Greenlandic politician (born 1978)

Doris J. Jensen, also Doris Jakobsen, (born 1978) is a Greenlandic politician in the Siumut or Forward party. A former member of the Danish Folketing (2011–2015), she became an elected member of the Parliament of Greenland in 2002. In April 2018, she was appointed Minister of Health and Research in the Naalakkersuisut (Government of Greenland).

==Biography==
Doris Jakobsen was born on 30 October 1978 in Ilulissat. Her parents are Ole Lars and Sofie Jakobsen. Now married to Ejvind Jensen, she has two children of her own and two stepchildren. After matriculating from high school in 1998, Jakobsen attended Greenland's teacher training college until 2007.

Since 2002, she has been a member of the Greenland Parliament, becoming Minister for Culture, Education, Sciences and Church in 2005. Since 2011, she has been deputy chair of the Greenland Committee as well as a member of The Judicial Committee, The Foreign-Policy Committee and The Defence Committee. She has been a member of the Danish Folketing for two terms: as a substitute for a short period in 2009 and as an elected MP from 2011 to 2014. She served as Greenland's Minister of Health (2015–16) and since October 2016, she has been Minister Of Education, Culture, Research and Church. She has served on the Nordic Council of Ministers for Health and Social Affairs (2015–16) and for Culture (since 2016).

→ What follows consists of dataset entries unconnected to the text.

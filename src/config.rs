//! Configuration management for fixturebox
//!
//! Settings are loaded from environment variables with sensible defaults.
//! Tests that need a specific configuration can build one with the `with_*`
//! methods instead of touching the environment.
//!
//! # Environment Variables
//!
//! - `FIXTUREBOX_DOCKER_HOST`: daemon endpoint override (`unix:///path`,
//!   `tcp://host:port`, or a bare socket path) - default: `DOCKER_HOST`, then
//!   `/var/run/docker.sock`
//! - `FIXTUREBOX_IMAGE_PREFIX`: repository name prefix for built images - default: "fixturebox"
//! - `FIXTUREBOX_CONNECT_TIMEOUT`: daemon connection timeout in seconds - default: "120"
//! - `FIXTUREBOX_WAIT`: wait policy after start (exit|running) - default: "exit"
//! - `FIXTUREBOX_LOG_LEVEL`, `FIXTUREBOX_LOG_JSON`: see [`crate::util::logging`]
//!
//! [`FixtureConfig::from_env`] rejects unparsable values with
//! [`ConfigError::ParseError`]; `Default::default()` logs a warning and uses
//! the default for that field instead.
//!
//! # Example
//!
//! ```no_run
//! use fixturebox::{FixtureConfig, WaitPolicy};
//!
//! let config = FixtureConfig::default()
//!     .with_image_prefix("my-tests")
//!     .with_wait(WaitPolicy::Exit);
//! config.validate().expect("Invalid configuration");
//! ```

use crate::runtime::endpoint::DaemonEndpoint;
use crate::runtime::WaitPolicy;
use std::env;
use std::fmt;
use std::str::FromStr;
use thiserror::Error;
use tracing::warn;

const DEFAULT_IMAGE_PREFIX: &str = "fixturebox";
const DEFAULT_CONNECT_TIMEOUT_SECS: u64 = 120;

/// Configuration errors
#[derive(Debug, Error)]
pub enum ConfigError {
    /// Daemon endpoint string is not a supported form
    #[error("Invalid daemon endpoint: {0}. Expected unix://<path>, tcp://<host:port>, http://<host:port> or an absolute socket path")]
    InvalidEndpoint(String),

    /// Failed to parse configuration value
    #[error("Failed to parse {field}: {error}")]
    ParseError { field: String, error: String },

    /// Configuration validation failed
    #[error("Configuration validation failed: {0}")]
    ValidationFailed(String),
}

/// Fixture configuration
///
/// `Default::default()` reads `FIXTUREBOX_*` environment variables and falls
/// back to defaults for anything unset; unparsable values are logged and
/// replaced by their default.
#[derive(Debug, Clone)]
pub struct FixtureConfig {
    /// Explicit daemon endpoint; `None` defers to `DOCKER_HOST` and the platform default
    pub docker_host: Option<String>,

    /// Repository name prefix for built images
    pub image_prefix: String,

    /// Daemon connection timeout in seconds
    pub connect_timeout_secs: u64,

    /// How long construction waits after starting the container
    pub wait: WaitPolicy,
}

impl Default for FixtureConfig {
    fn default() -> Self {
        let connect_timeout_secs = parse_env::<u64>("FIXTUREBOX_CONNECT_TIMEOUT")
            .unwrap_or_else(warn_and_skip)
            .unwrap_or(DEFAULT_CONNECT_TIMEOUT_SECS);

        let wait = parse_env::<WaitPolicy>("FIXTUREBOX_WAIT")
            .unwrap_or_else(warn_and_skip)
            .unwrap_or_default();

        Self {
            docker_host: env_docker_host(),
            image_prefix: env_image_prefix(),
            connect_timeout_secs,
            wait,
        }
    }
}

impl FixtureConfig {
    /// Loads configuration from the environment, failing on unparsable values
    pub fn from_env() -> Result<Self, ConfigError> {
        Ok(Self {
            docker_host: env_docker_host(),
            image_prefix: env_image_prefix(),
            connect_timeout_secs: parse_env("FIXTUREBOX_CONNECT_TIMEOUT")?
                .unwrap_or(DEFAULT_CONNECT_TIMEOUT_SECS),
            wait: parse_env("FIXTUREBOX_WAIT")?.unwrap_or_default(),
        })
    }

    pub fn with_docker_host(mut self, host: impl Into<String>) -> Self {
        self.docker_host = Some(host.into());
        self
    }

    pub fn with_image_prefix(mut self, prefix: impl Into<String>) -> Self {
        self.image_prefix = prefix.into();
        self
    }

    pub fn with_connect_timeout(mut self, secs: u64) -> Self {
        self.connect_timeout_secs = secs;
        self
    }

    pub fn with_wait(mut self, wait: WaitPolicy) -> Self {
        self.wait = wait;
        self
    }

    /// Validates the configuration
    ///
    /// Checks that the timeout is non-zero, the image prefix is a valid
    /// repository name component, and an explicit endpoint parses.
    pub fn validate(&self) -> Result<(), ConfigError> {
        if self.connect_timeout_secs == 0 {
            return Err(ConfigError::ValidationFailed(
                "Connect timeout must be at least 1 second".to_string(),
            ));
        }

        if !is_valid_repository_component(&self.image_prefix) {
            return Err(ConfigError::ValidationFailed(format!(
                "Invalid image prefix: '{}'. Use lowercase letters, digits, '.', '_' or '-', starting with a letter or digit",
                self.image_prefix
            )));
        }

        if let Some(host) = &self.docker_host {
            DaemonEndpoint::parse(host)?;
        }

        Ok(())
    }

    /// Resolves the daemon endpoint for this configuration
    pub fn daemon_endpoint(&self) -> Result<DaemonEndpoint, ConfigError> {
        DaemonEndpoint::resolve(self.docker_host.as_deref())
    }
}

impl fmt::Display for FixtureConfig {
    fn fmt(&self, f: &mut fmt::Formatter<'_>) -> fmt::Result {
        writeln!(f, "Fixture Configuration:")?;
        writeln!(
            f,
            "  Docker Host: {}",
            self.docker_host.as_deref().unwrap_or("(auto)")
        )?;
        writeln!(f, "  Image Prefix: {}", self.image_prefix)?;
        writeln!(f, "  Connect Timeout: {}s", self.connect_timeout_secs)?;
        writeln!(f, "  Wait: {}", self.wait)?;
        Ok(())
    }
}

fn env_docker_host() -> Option<String> {
    env::var("FIXTUREBOX_DOCKER_HOST")
        .ok()
        .filter(|v| !v.trim().is_empty())
}

fn env_image_prefix() -> String {
    env::var("FIXTUREBOX_IMAGE_PREFIX").unwrap_or_else(|_| DEFAULT_IMAGE_PREFIX.to_string())
}

/// Parses `key` from the environment; unset or blank yields `None`
fn parse_env<T>(key: &str) -> Result<Option<T>, ConfigError>
where
    T: FromStr,
    T::Err: fmt::Display,
{
    let raw = match env::var(key) {
        Ok(v) if !v.trim().is_empty() => v,
        _ => return Ok(None),
    };
    raw.trim()
        .parse::<T>()
        .map(Some)
        .map_err(|e| ConfigError::ParseError {
            field: key.to_string(),
            error: format!("'{}': {}", raw, e),
        })
}

fn warn_and_skip<T>(err: ConfigError) -> Option<T> {
    warn!("{}; using default", err);
    None
}

fn is_valid_repository_component(s: &str) -> bool {
    let mut chars = s.chars();
    match chars.next() {
        Some(c) if c.is_ascii_lowercase() || c.is_ascii_digit() => {}
        _ => return false,
    }
    chars.all(|c| c.is_ascii_lowercase() || c.is_ascii_digit() || matches!(c, '.' | '_' | '-'))
}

In addition to her political assignments, Jensen has also been employed as a social environment worker, a shop assistant and an organizer of the youth programme Oqarit. She has been a member of the Greenland Youth Council, Sorlak, since 1992, becoming its president in 2002.

Over the years she has been reported fighting for road signs in the Greenlandic language, calling for better conditions for Greenlandic women. and acknowledging Unesco's support for Greenland's cultural heritage.